Do we need food supplements?

Dear Melissa,

I am 32-year-old working mother with a two-year-old daughter. I've been working nine to 10 hours a day. In shopping malls, I see many shops offering food supplements. Do you think I need to take food supplements? What kind of food supplements do I need, natural or chemical ones? Thanks for your kind attention.

-- Lia

Dear Lia,

You are right, dietary (food) supplements can be found just about everywhere and have become a very profitable business. But just because they are out there doesn't mean we all need to take them.

Often, people take supplements they do not need. These supplements are excreted by the body in urine (such as vitamin C), while others are stored in the body and could, in very high dosages, actually cause health problems (such as vitamin A or fish oil).

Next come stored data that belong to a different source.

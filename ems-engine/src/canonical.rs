//! Canonical JSON serialisation and payload fingerprinting.
//!
//! The dedup guard must hash `{a:1, b:2}` and `{b:2, a:1}` identically, so
//! objects are re-built with sorted keys before serialisation regardless of
//! how the value was constructed.

use serde_json::Value;
use sha2::{Digest, Sha256};
use std::collections::BTreeMap;

/// Re-build a JSON value with object keys sorted at every depth
pub fn canonicalize(value: &Value) -> Value {
    match value {
        Value::Object(map) => {
            let sorted: BTreeMap<String, Value> = map
                .iter()
                .map(|(k, v)| (k.clone(), canonicalize(v)))
                .collect();
            Value::Object(sorted.into_iter().collect())
        }
        Value::Array(items) => Value::Array(items.iter().map(canonicalize).collect()),
        other => other.clone(),
    }
}

/// Compact canonical JSON string
pub fn canonical_json(value: &Value) -> String {
    canonicalize(value).to_string()
}

/// Hex-encoded sha256 of the canonical JSON form
pub fn fingerprint(value: &Value) -> String {
    let mut hasher = Sha256::new();
    hasher.update(canonical_json(value).as_bytes());
    hex::encode(hasher.finalize())
}

#[cfg(test)]
mod tests {
    use super::*;
    use serde_json::json;

    #[test]
    fn test_key_order_does_not_change_fingerprint() {
        let a: Value = serde_json::from_str(r#"{"a":1,"b":{"x":true,"y":[1,2]}}"#).unwrap();
        let b: Value = serde_json::from_str(r#"{"b":{"y":[1,2],"x":true},"a":1}"#).unwrap();
        assert_eq!(fingerprint(&a), fingerprint(&b));
    }

    #[test]
    fn test_different_payloads_differ() {
        assert_ne!(
            fingerprint(&json!({"amount": "200.00"})),
            fingerprint(&json!({"amount": "200.01"}))
        );
    }

    #[test]
    fn test_array_order_is_significant() {
        assert_ne!(
            fingerprint(&json!({"members": [1, 2]})),
            fingerprint(&json!({"members": [2, 1]}))
        );
    }
}
//! Insurer gateway: executes outbound requests, records sanitised audit
//! documents, and publishes an outcome for every completion.
//!
//! Requests missing an insurer id or a gateway configuration short-circuit
//! to a technical failure and are still audited, so no attempt escapes the
//! trail.

pub mod strategy;

use crate::error::EngineResult;
use crate::events::{GatewayErrorType, InsurerOutcomeEvent, InsurerRequestEvent, OutcomeStatus};
use crate::model::{AuditLogDocument, AuditLogError, AuditLogRequest, AuditLogResponse, AuditStatus};
use crate::sanitize::{mask_sensitive, sanitize_headers};
use crate::topics;
use crate::audit::AuditWriter;
use ems_config::{GatewayEntry, InsurerConfig, Protocol};
use ems_connectors::bus::{HEADER_EMPLOYER_ID, HEADER_SOURCE, HEADER_TRACE_ID};
use ems_connectors::{BusMessage, BusProducer};
use metrics::counter;
use serde_json::Value;
use std::collections::BTreeMap;
use std::sync::Arc;
use std::time::{Duration, Instant};
use self::strategy::{GatewayOutcome, GatewayRequest, HttpStrategy, ProtocolStrategy, ResponseSnapshot};
use tracing::{debug, error, warn};

const SOURCE: &str = "insurer_gateway";

/// Drives protocol strategies and the audit trail
pub struct InsurerGateway {
    bus: Arc<dyn BusProducer>,
    audit: AuditWriter,
    rest: ProtocolStrategy,
    config: InsurerConfig,
}

impl InsurerGateway {
    pub fn new(
        bus: Arc<dyn BusProducer>,
        audit: AuditWriter,
        http_client: reqwest::Client,
        config: InsurerConfig,
    ) -> Self {
        Self {
            bus,
            audit,
            rest: ProtocolStrategy::RestApi(HttpStrategy::new(http_client)),
            config,
        }
    }

    /// Handle one `insurer.request` (or retry) message
    pub async fn process_request(&self, event: InsurerRequestEvent) -> EngineResult<()> {
        if event.endorsement_id.is_empty() || event.employer_id.is_empty() {
            error!("insurer_gateway_missing_ids");
            return Ok(());
        }

        let insurer_id = match self.resolve_insurer_id(&event) {
            Some(id) => id,
            None => {
                self.short_circuit(
                    &event,
                    "unknown",
                    AuditLogError {
                        code: Some("INSURER_ID_MISSING".to_string()),
                        message: "Insurer identifier could not be resolved from payload"
                            .to_string(),
                        stack_trace: None,
                    },
                )
                .await;
                return Ok(());
            }
        };

        let entry = match self.config.gateways.get(&insurer_id) {
            Some(entry) => entry.clone(),
            None => {
                self.short_circuit(
                    &event,
                    &insurer_id,
                    AuditLogError {
                        code: Some("GATEWAY_CONFIG_MISSING".to_string()),
                        message: format!(
                            "No gateway configuration defined for insurer '{insurer_id}'"
                        ),
                        stack_trace: None,
                    },
                )
                .await;
                return Ok(());
            }
        };

        let request = self.build_request(&event, &insurer_id, &entry);
        let protocol = entry.protocol;
        let strategy = self.strategy_for(protocol);

        debug!(
            endorsement_id = %event.endorsement_id,
            insurer_id = %insurer_id,
            protocol = protocol.as_str(),
            retry_count = event.retry_count,
            "insurer_gateway_dispatch"
        );

        let started = Instant::now();
        let outcome = strategy.execute(&request).await;
        let latency_ms = started.elapsed().as_secs_f64() * 1000.0;

        self.record_metrics(&insurer_id, protocol, &outcome);
        self.audit
            .record(AuditLogDocument {
                endorsement_id: event.endorsement_id.clone(),
                trace_id: event.trace_id.clone(),
                insurer_id: insurer_id.clone(),
                timestamp: chrono::Utc::now(),
                interaction_type: protocol,
                latency_ms,
                status: outcome.audit_status,
                request: Some(request_snapshot(&request)),
                response: outcome.response.as_ref().map(response_snapshot),
                error: outcome.error_details.clone(),
            })
            .await;

        self.publish_outcome(&event, &insurer_id, &outcome).await;
        Ok(())
    }

    /// Failure before any outbound call: audit it and answer like any
    /// other completed attempt.
    async fn short_circuit(
        &self,
        event: &InsurerRequestEvent,
        insurer_id: &str,
        error: AuditLogError,
    ) {
        warn!(
            endorsement_id = %event.endorsement_id,
            insurer_id,
            code = error.code.as_deref().unwrap_or(""),
            "insurer_gateway_short_circuit"
        );
        let outcome = GatewayOutcome {
            response: None,
            audit_status: AuditStatus::Failure,
            error_details: Some(error),
            error_type: GatewayErrorType::Technical,
        };
        self.record_metrics(insurer_id, Protocol::RestApi, &outcome);
        self.audit
            .record(AuditLogDocument {
                endorsement_id: event.endorsement_id.clone(),
                trace_id: event.trace_id.clone(),
                insurer_id: insurer_id.to_string(),
                timestamp: chrono::Utc::now(),
                interaction_type: Protocol::RestApi,
                latency_ms: 0.0,
                status: AuditStatus::Failure,
                request: Some(AuditLogRequest {
                    url: String::new(),
                    method: "POST".to_string(),
                    headers: BTreeMap::new(),
                    body: None,
                }),
                response: None,
                error: outcome.error_details.clone(),
            })
            .await;
        self.publish_outcome(event, insurer_id, &outcome).await;
    }

    /// insurer_id precedence: payload.coverage.insurer_id, then
    /// payload.insurer_id, then the event's own field.
    fn resolve_insurer_id(&self, event: &InsurerRequestEvent) -> Option<String> {
        event
            .payload
            .get("coverage")
            .and_then(|c| c.get("insurer_id"))
            .and_then(Value::as_str)
            .or_else(|| event.payload.get("insurer_id").and_then(Value::as_str))
            .map(|s| s.to_string())
            .or_else(|| event.insurer_id.clone())
    }

    fn strategy_for(&self, protocol: Protocol) -> &ProtocolStrategy {
        match protocol {
            Protocol::RestApi => &self.rest,
            // Anticipated protocols fall back to the default strategy
            Protocol::SoapXml | Protocol::SftpBatch => {
                debug!(protocol = protocol.as_str(), "insurer_gateway_protocol_fallback");
                &self.rest
            }
        }
    }

    fn build_request(
        &self,
        event: &InsurerRequestEvent,
        insurer_id: &str,
        entry: &GatewayEntry,
    ) -> GatewayRequest {
        let mut headers: BTreeMap<String, String> = entry.headers.clone();
        headers
            .entry("Content-Type".to_string())
            .or_insert_with(|| "application/json".to_string());
        if let Some(trace_id) = &event.trace_id {
            headers.entry(HEADER_TRACE_ID.to_string()).or_insert_with(|| trace_id.clone());
        }
        headers
            .entry(HEADER_EMPLOYER_ID.to_string())
            .or_insert_with(|| event.employer_id.clone());
        // Insurers deduplicate retries on this key
        headers
            .entry("X-Idempotency-Key".to_string())
            .or_insert_with(|| {
                format!("{}-{}-{}", event.endorsement_id, insurer_id, event.retry_count)
            });

        let timeout_seconds = entry
            .timeout_seconds
            .unwrap_or(self.config.request_timeout_seconds);

        GatewayRequest {
            endorsement_id: event.endorsement_id.clone(),
            employer_id: event.employer_id.clone(),
            trace_id: event.trace_id.clone(),
            retry_count: event.retry_count,
            request_body: event.payload.clone(),
            request_headers: headers,
            request_url: entry.url.replace("{insurer_id}", insurer_id),
            method: entry.method.clone(),
            timeout: Duration::from_secs(timeout_seconds),
        }
    }

    fn record_metrics(&self, insurer_id: &str, protocol: Protocol, outcome: &GatewayOutcome) {
        let status = if outcome.is_success() { "SUCCESS" } else { "FAILURE" };
        counter!("ems_insurer_requests_total",
            "insurer_id" => insurer_id.to_string(),
            "protocol" => protocol.as_str(),
            "status" => status)
        .increment(1);
        if !outcome.is_success() {
            counter!("ems_insurer_request_failures_total",
                "insurer_id" => insurer_id.to_string(),
                "error_type" => format!("{:?}", outcome.error_type).to_uppercase())
            .increment(1);
        }
    }

    /// Every completion answers on the outcome topic, success or not
    async fn publish_outcome(
        &self,
        event: &InsurerRequestEvent,
        insurer_id: &str,
        outcome: &GatewayOutcome,
    ) {
        let status = if outcome.is_success() {
            OutcomeStatus::Success
        } else {
            OutcomeStatus::Failure
        };
        let outcome_event = InsurerOutcomeEvent {
            endorsement_id: event.endorsement_id.clone(),
            employer_id: event.employer_id.clone(),
            insurer_id: Some(insurer_id.to_string()),
            trace_id: event.trace_id.clone(),
            status,
            retry_count: event.retry_count,
            insurer_response: outcome.response.as_ref().map(|r| {
                serde_json::json!({
                    "status_code": r.status_code,
                    "headers": r.headers,
                    "body": r.body,
                })
            }),
            error: outcome.error_details.as_ref().map(|e| crate::events::OutcomeError {
                code: e.code.clone(),
                message: e.message.clone(),
                stack_trace: e.stack_trace.clone(),
            }),
            error_type: match outcome.error_type {
                GatewayErrorType::None => None,
                other => Some(other),
            },
        };

        let message = match BusMessage::json(
            topics::INSURER_SUCCESS,
            Some(event.endorsement_id.as_str()),
            &outcome_event,
        ) {
            Ok(mut m) => {
                m = m
                    .with_header(HEADER_SOURCE, SOURCE)
                    .with_header(HEADER_EMPLOYER_ID, event.employer_id.clone());
                if let Some(trace_id) = &event.trace_id {
                    m = m.with_header(HEADER_TRACE_ID, trace_id.clone());
                }
                m
            }
            Err(e) => {
                error!(endorsement_id = %event.endorsement_id, error = %e, "insurer_gateway_serialize_failed");
                return;
            }
        };
        if let Err(e) = self.bus.publish(message).await {
            error!(
                endorsement_id = %event.endorsement_id,
                employer_id = %event.employer_id,
                topic = topics::INSURER_SUCCESS,
                error = %e,
                "insurer_gateway_event_publish_failed"
            );
        } else {
            counter!("ems_messages_produced_total", "topic" => topics::INSURER_SUCCESS)
                .increment(1);
        }
    }
}

fn request_snapshot(request: &GatewayRequest) -> AuditLogRequest {
    AuditLogRequest {
        url: request.request_url.clone(),
        method: request.method.clone(),
        headers: sanitize_headers(&request.request_headers),
        body: Some(mask_sensitive(&request.request_body)),
    }
}

fn response_snapshot(response: &ResponseSnapshot) -> AuditLogResponse {
    AuditLogResponse {
        status_code: response.status_code,
        headers: sanitize_headers(&response.headers),
        body: response.body.clone(),
    }
}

You ask about the type of supplements -- natural or chemical. All supplements, unless they are simply herbs that have been dried and put into a capsule, are in some way chemically manipulated to become a shelf stable, capsule form. This is not a problem.

A bigger concern is the use -- or abuse -- of the word "natural". Manufacturers often use this word to put consumers at ease by creating the illusion that if something is natural, it must also be safe. Some of the most potent medicines in the world today, such as the heart medicine Digitalis, are made from "natural" herbs.

Stay away from any supplement that promises to make you lose weight or that seems to promise to solve all of your health problems with a few pills. A recent study in the United States found that of a wide variety of randomly chosen "herbal supplements", the majority contained only insignificant amounts of potent herbs. Some even contained grass and weeds and none of the ingredients listed on the label.

However, there are many vitamin and mineral supplements that can be useful when your diet isn't giving you enough of what you need.

As a woman, you should be particularly concerned about calcium in your diet. It is important to maintain adequate calcium intake so that you do not become at risk for osteoporosis, a disease that can result in weak and brittle bones later on in life.

Research indicates that most women do not get enough calcium in their diets. Although some vegetables and even tofu are sources of calcium, the most accessible forms are found in dairy products such as milk, yogurt and cheese. Many women, particularly those consuming Asian-style diets, may simply not get enough calcium.

It sounds like you lead a very busy, stressful life, so a multiple B vitamin may also be helpful, since these vitamins are needed for your nervous system. If you feel that you are simply not eating well because of your busy schedule, you could try taking a simple multiple vitamin with a B-complex.

However, you should never use supplements as a replacement for a diet rich in essential vitamins and minerals since food actually contains hundreds of different substances that interact in ways that a supplement simply cannot duplicate.

And don't forget to try adding some stress-fighting food to your diet!